PATTAYA, Thailand – The World Evangelical Alliance has excelled in the last six years in presenting the world with a credible and faithful witness of the Gospel, says its international director.
Dr. Geoff Tunnicliffe told delegates at the WEA’s General Assembly in Thailand this week that the challenges for evangelicals in the world are great, pointing to radical secularism, postmodernism, and declining Christianity. At the same time, there is growing interest in spirituality, climate change, HIV and AIDS, the global financial crisis, trafficking and migration.
Yet the opportunities are also great, Tunnicliffe insisted, noting the rapid spread of Christianity in the Global South.
“We see this tremendous growth and this seismic shift in the Church around the world and we are excited to [witness] what God is doing as He raises up women and men around the world in so many different places,” he said.
“It is my prayer that we in our community will be women and men who live with divine purpose within our lives, that we will be good leaders envisioned by God to make a difference in the world.”
For the past several days, more than 500 evangelical Christians from over 100 nations have been meeting for the World Evangelical Alliance General Assembly in Thailand.
During this year’s general assembly – the first in seven years – participants have been helping to form a new shared vision for WEA and a 5-year roadmap to achieve the vision. They have also been informed about some of the most pressing global issues and the Evangelical responses to them, received practical training to help national alliances become more effective, and networked to build a stronger Christian body.
“The most important thing that you can do with your [life] is to integrate it into the never ending story of God’s Kingdom,” Tunnicliffe said Wednesday. “God’s already at work in the world. He’s doing things. We just need to align with what He is doing.”
According to the Evangelical leader, the vision of the WEA is to see the global church joined together in every community, effectively living out and proclaiming the good news of Jesus.
“Foundational to that vision is an understanding of integral mission – or holistic transformation, a proclamation and demonstration of the Gospel,” Tunnicliffe said.
“It is not simply that evangelism and social involvement are done alongside of each other but rather, in integral mission, proclamation has social consequences.

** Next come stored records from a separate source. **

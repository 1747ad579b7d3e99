//! Normalized book records.
//!
//! Every catalog backend converges on the same [`Book`] shape. Status fields
//! (progress, dates, user rating) are only populated while the book sits in
//! a reading list.

use std::fmt;
use std::str::FromStr;

use chrono::NaiveDate;
use serde::{Deserialize, Serialize};
use thiserror::Error;

/// Remote catalog a book was fetched from
#[derive(Debug, Clone, Copy, PartialEq, Eq, Hash, Serialize, Deserialize)]
#[serde(rename_all = "lowercase")]
pub enum Source {
    /// Open Library document search
    OpenLibrary,

    /// Google Books volume lookup
    GoogleBooks,
}

impl Default for Source {
    fn default() -> Self {
        Self::OpenLibrary
    }
}

impl Source {
    /// Wire name of the source
    pub fn as_str(&self) -> &'static str {
        match self {
            Self::OpenLibrary => "openlibrary",
            Self::GoogleBooks => "googlebooks",
        }
    }
}

impl fmt::Display for Source {
    fn fmt(&self, f: &mut fmt::Formatter<'_>) -> fmt::Result {
        f.write_str(self.as_str())
    }
}

#[derive(Debug, Clone, Error)]
#[error("Unknown catalog source: {0}")]
pub struct UnknownSource(pub String);

impl FromStr for Source {
    type Err = UnknownSource;

    fn from_str(s: &str) -> Result<Self, Self::Err> {
        match s {
            "openlibrary" => Ok(Self::OpenLibrary),
            "googlebooks" => Ok(Self::GoogleBooks),
            other => Err(UnknownSource(other.to_string())),
        }
    }
}

/// A book, normalized from any catalog backend
#[derive(Debug, Clone, PartialEq, Serialize, Deserialize)]
#[serde(rename_all = "camelCase")]
pub struct Book {
    /// Backend-specific identifier (work key or volume id)
    pub id: String,

    /// Backend the record came from
    #[serde(default)]
    pub source: Source,

    #[serde(default)]
    pub title: String,

    /// Primary author display name
    #[serde(default)]
    pub author: String,

    #[serde(default)]
    pub authors: Vec<String>,

    #[serde(default, skip_serializing_if = "Option::is_none")]
    pub cover_url: Option<String>,

    #[serde(default, skip_serializing_if = "Option::is_none")]
    pub cover_url_large: Option<String>,

    #[serde(default, skip_serializing_if = "Option::is_none")]
    pub isbn: Option<String>,

    #[serde(default)]
    pub subjects: Vec<String>,

    #[serde(default, skip_serializing_if = "Option::is_none")]
    pub publisher: Option<String>,

    #[serde(default, skip_serializing_if = "Option::is_none")]
    pub language: Option<String>,

    /// Catalog rating (0-5)
    #[serde(default, skip_serializing_if = "Option::is_none")]
    pub rating: Option<f64>,

    #[serde(default, skip_serializing_if = "Option::is_none")]
    pub description: Option<String>,

    #[serde(default, skip_serializing_if = "Option::is_none")]
    pub publish_year: Option<i32>,

    #[serde(default, skip_serializing_if = "Option::is_none")]
    pub page_count: Option<u32>,

    // Status fields, managed by the reading list manager.
    /// Reading progress in percent (0-100)
    #[serde(default, skip_serializing_if = "Option::is_none")]
    pub progress: Option<u8>,

    #[serde(default, skip_serializing_if = "Option::is_none")]
    pub started_date: Option<NaiveDate>,

    #[serde(default, skip_serializing_if = "Option::is_none")]
    pub completed_date: Option<NaiveDate>,

    #[serde(default, skip_serializing_if = "Option::is_none")]
    pub added_date: Option<NaiveDate>,

    /// The reader's own rating (0-5)
    #[serde(default, skip_serializing_if = "Option::is_none")]
    pub user_rating: Option<f64>,
}

impl Book {
    /// Create a book with only the required fields set
    pub fn new(id: impl Into<String>, source: Source, title: impl Into<String>) -> Self {
        Self {
            id: id.into(),
            source,
            title: title.into(),
            author: String::new(),
            authors: Vec::new(),
            cover_url: None,
            cover_url_large: None,
            isbn: None,
            subjects: Vec::new(),
            publisher: None,
            language: None,
            rating: None,
            description: None,
            publish_year: None,
            page_count: None,
            progress: None,
            started_date: None,
            completed_date: None,
            added_date: None,
            user_rating: None,
        }
    }

    /// Set the author list; the first entry becomes the display author
    pub fn with_authors(mut self, authors: impl IntoIterator<Item = impl Into<String>>) -> Self {
        self.authors = authors.into_iter().map(Into::into).collect();
        self.author = display_author(&self.authors);
        self
    }

    pub fn with_page_count(mut self, pages: u32) -> Self {
        self.page_count = Some(pages);
        self
    }

    pub fn with_rating(mut self, rating: f64) -> Self {
        self.rating = Some(rating);
        self
    }

    /// Rating used for statistics: the reader's own, else the catalog's
    pub fn effective_rating(&self) -> Option<f64> {
        self.user_rating.or(self.rating)
    }
}

/// Display name for an author list
pub fn display_author(authors: &[String]) -> String {
    authors
        .first()
        .cloned()
        .unwrap_or_else(|| "Unknown Author".to_string())
}

/// A book with the extra fields only the detail endpoints provide
#[derive(Debug, Clone, PartialEq, Serialize, Deserialize)]
#[serde(rename_all = "camelCase")]
pub struct BookDetails {
    #[serde(flatten)]
    pub book: Book,

    /// Author names resolved from author records (detail fan-out)
    #[serde(default)]
    pub author_names: Vec<String>,

    #[serde(default, skip_serializing_if = "Option::is_none")]
    pub publish_date: Option<String>,
}

#[cfg(test)]
mod tests {
    use super::*;

    #[test]
    fn test_source_wire_names() {
        assert_eq!(
            serde_json::to_string(&Source::GoogleBooks).unwrap(),
            "\"googlebooks\""
        );
        assert_eq!("openlibrary".parse::<Source>().unwrap(), Source::OpenLibrary);
        assert!("amazon".parse::<Source>().is_err());
    }

    #[test]
    fn test_book_serializes_camel_case_without_empty_status() {
        let book = Book::new("OL1W", Source::OpenLibrary, "Dune").with_page_count(412);
        let json = serde_json::to_value(&book).unwrap();

        assert_eq!(json["pageCount"], 412);
        assert!(json.get("progress").is_none());
        assert!(json.get("startedDate").is_none());
    }

    #[test]
    fn test_with_authors_sets_display_author() {
        let book = Book::new("x", Source::OpenLibrary, "Good Omens")
            .with_authors(["Terry Pratchett", "Neil Gaiman"]);
        assert_eq!(book.author, "Terry Pratchett");

        let anonymous = Book::new("y", Source::OpenLibrary, "Beowulf").with_authors(Vec::<String>::new());
        assert_eq!(anonymous.author, "Unknown Author");
    }

    #[test]
    fn test_effective_rating_prefers_user_rating() {
        let mut book = Book::new("x", Source::GoogleBooks, "T").with_rating(3.5);
        assert_eq!(book.effective_rating(), Some(3.5));
        book.user_rating = Some(5.0);
        assert_eq!(book.effective_rating(), Some(5.0));
    }
}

We call people to love and repentance in all areas of life,” he added.
The WEA director insisted that engagement in social issues would not compromise the WEA’s commitment to bringing people to Christ.
“If anyone tells you that we’ve gone soft on world evangelization, you can tell them that we are totally committed to world evangelization because it is only Jesus Christ that changes people’s lives,” he said.
Part of that commitment includes the WEA’s ongoing partnership with the Lausanne Committee for World Evangelization – the historic movement for evangelization initiated in 1974 by a number of evangelists including John Stott and Billy Graham.
“We are also working on guidelines in area of evangelization and proselytization because we are under deep attack,” Tunnicliffe added.
Tunnicliffe celebrated the achievements of the WEA in the six years since its last General Assembly in 2002, including the launch of Micah Challenge, a major movement of Christians working with their governments in 41 countries to ensure the fulfillment of the Millennium Development Goals by 2015.
During this year’s General Assembly, the WEA launched a new Leadership Institute to train the leaders of its 128 national alliances and launched new initiatives in the area of peacemaking and HIV and AIDS. Wednesday night also saw the appointment of a new WEA ambassador to the Holy Land.
Looking to the future, Tunnicliffe said the WEA would open up more national alliances and spelled out Iraq and China as areas of particular focus. Tunnicliffe is planning a major tour of China in 2009 at the invitation of the Chinese Government and the state-sanctioned Three Self Church to strengthen relations with the churches and evangelicals there.
“There are so many believers in that country, we have to connect with them. We need to expand our categories of membership. Those who are evangelicals need to come under our tent. We welcome them,” he said.
In closing, Tunnicliffe stressed the need for evangelicals to fulfill the vision of world evangelization together.
“For us to move into the future to tackle the challenges, we must do it together,” he said. “Let’s challenge the biggest problems in the world together not for our sake but for God’s sake, for the sake of the next generations, for the sake of our nations. Let’s work together as Kingdom-minded people for His glory.”
The WEA General Assembly in Thailand officially concludes Thursday.